Pourtant, The Hill a raison en ce sens que les États-Unis et leurs alliés ont cherché des moyens plus créatifs de punir la Russie pour la guerre en Ukraine qui est récemment entrée dans son cinquième mois. Et tandis que Biden a annoncé des vagues de sanctions coordonnées avec des alliés allant des sanctions contre les responsables et les oligarques russes aux contrôles des exportations en passant par les sanctions contre les grandes banques russes, jusqu’à présent, le rouble russe, dont Biden s’est volontiers moqué en février en le qualifiant de « décombres », a depuis atteint son plus haut niveau en sept ans face à l’euro .

Pendant ce temps, les Européens sont également limités dans ce qu’ils peuvent faire en raison de leur dépendance vis-à-vis des importations énergétiques russes. Les pays européens se sont engagés à éliminer progressivement le pétrole russe mais n’ont pas pris de mesures comme les États-Unis pour le faire immédiatement parce qu’ils ne le peuvent tout simplement pas. Et la pensée ironique est que, alors que les Européens devraient acheter plus d’or pour protéger le pouvoir d’achat de leurs devises avant le tsunami d’impression de masse qui se produira lorsque la prochaine récession commencera, ils s’interdisent maintenant volontairement de le faire.

Pour ce qui est de « punir » la Russie, voici un graphique de la balance des comptes courants des États-Unis et de la Russie : devinez qui a un excédent record et qui a un déficit record.

Les responsables de l’administration Biden ont également taquiné de nouvelles annonces pour presser la Russie avant le voyage de Biden en Europe et il est possible qu’il y ait plus d’annonces au-delà du plan d’interdiction des importations d’or russe. Nous nous attendons à ce que tous se retournent contre eux, surtout si Biden décide de cibler également d’autres exportations de métaux russes. Pour rappel, contrairement à l’or, les flux d’autres métaux en provenance de Russie, tels que le cuivre, le nickel et le palladium, se sont poursuivis sans interruption, car la Russie est tout simplement irremplaçable dans ces chaînes d’approvisionnement et l’industrie des matières premières est aux prises avec la gestion d’une relation de longue date avec un important fournisseur du matières premières du monde.
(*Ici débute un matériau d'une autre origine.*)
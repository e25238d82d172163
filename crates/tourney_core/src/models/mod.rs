pub mod fixture;
pub mod player;
pub mod score;
pub mod team;

pub use fixture::{Fixture, FixtureId, Outcome, Verdict};
pub use player::{Player, PlayerId};
pub use score::{CricketInnings, ScoreSheet, Sport, TeamSide};
pub use team::{Team, TeamId};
Quant au prix de l’or, que se passe-t-il lorsque la deuxième plus grande nation minière d’or au monde et une source majeure d’approvisionnement est coupée du marché occidental…

… même s’il est toujours autorisé à transiger librement avec le « reste du monde » qui représente environ 80 % de la population, et ne fera probablement que stimuler les ventes vers la Chine et le Moyen-Orient, qui seront tous deux heureux continuer à acheter de l’or russe ? Nous le saurons dans quelques heures.